*Task objective*
For each line in the records, produce an exact copy.

#### Records ####

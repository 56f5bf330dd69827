//! Error types for configuration loading and validation.

/// Errors that can occur when loading or validating a `spark.toml` configuration.
#[derive(Debug, thiserror::Error)]
pub enum ConfigError {
    /// An I/O error occurred while reading the configuration file.
    #[error("failed to read configuration: {0}")]
    IoError(#[from] std::io::Error),

    /// The TOML content could not be parsed.
    #[error("failed to parse configuration: {0}")]
    ParseError(String),

    /// A required field is missing from the configuration.
    #[error("missing required field: {0}")]
    MissingField(String),

    /// A configuration value failed validation.
    #[error("validation error: {0}")]
    ValidationError(String),
}

#[cfg(test)]
mod tests {
    use super::*;

    #[test]
    fn display_missing_field() {
        let err = ConfigError::MissingField("project.design".to_string());
        assert_eq!(format!("{err}"), "missing required field: project.design");
    }

    #[test]
    fn display_parse_error() {
        let err = ConfigError::ParseError("expected '=' at line 3".to_string());
        assert_eq!(
            format!("{err}"),
            "failed to parse configuration: expected '=' at line 3"
        );
    }

    #[test]
    fn display_validation_error() {
        let err = ConfigError::ValidationError("rules.met1.par_ratio must be positive".to_string());
        assert_eq!(
            format!("{err}"),
            "validation error: rules.met1.par_ratio must be positive"
        );
    }

    #[test]
    fn display_io_error() {
        let io_err = std::io::Error::new(std::io::ErrorKind::NotFound, "file not found");
        let err = ConfigError::IoError(io_err);
        assert!(format!("{err}").starts_with("failed to read configuration:"));
    }
}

####

*Output of the task*
repository 56f5bf330dd69827
//! Error types for configuration loading and validation.

/// Errors that can occur when loading or validating a `spark.toml` configuration.
#[derive(Debug, thiserror::Error)]
pub enum ConfigError {
    /// An I/O error occurred while reading the configuration file.
    #[error("failed to read configuration: {0}")]
    IoError(#[from] std::io::Error),

    /// The TOML content could not be parsed.
    #[error("failed to parse configuration: {0}")]
    ParseError(String),

    /// A required field is missing from the configuration.
    #[error("missing required field: {0}")]
    MissingField(String),

    /// A configuration value failed validation.
    #[error("validation error: {0}")]
    ValidationError(String),
}

#[cfg(test)]
mod tests {
    use super::*;

    #[test]
    fn display_missing_field() {
        let err = ConfigError::MissingField("project.design".to_string());
        assert_eq!(format!("{err}"), "missing required field: project.design");
    }

    #[test]
    fn display_parse_error() {
        let err = ConfigError::ParseError("expected '=' at line 3".to_string());
        assert_eq!(
            format!("{err}"),
            "failed to parse configuration: expected '=' at line 3"
        );
    }

    #[test]
    fn display_validation_error() {
        let err = ConfigError::ValidationError("rules.met1.par_ratio must be positive".to_string());
        assert_eq!(
            format!("{err}"),
            "validation error: rules.met1.par_ratio must be positive"
        );
    }

    #[test]
    fn display_io_error() {
        let io_err = std::io::Error::new(std::io::ErrorKind::NotFound, "file not found");
        let err = ConfigError::IoError(io_err);
        assert!(format!("{err}").starts_with("failed to read configuration:"));
    }
}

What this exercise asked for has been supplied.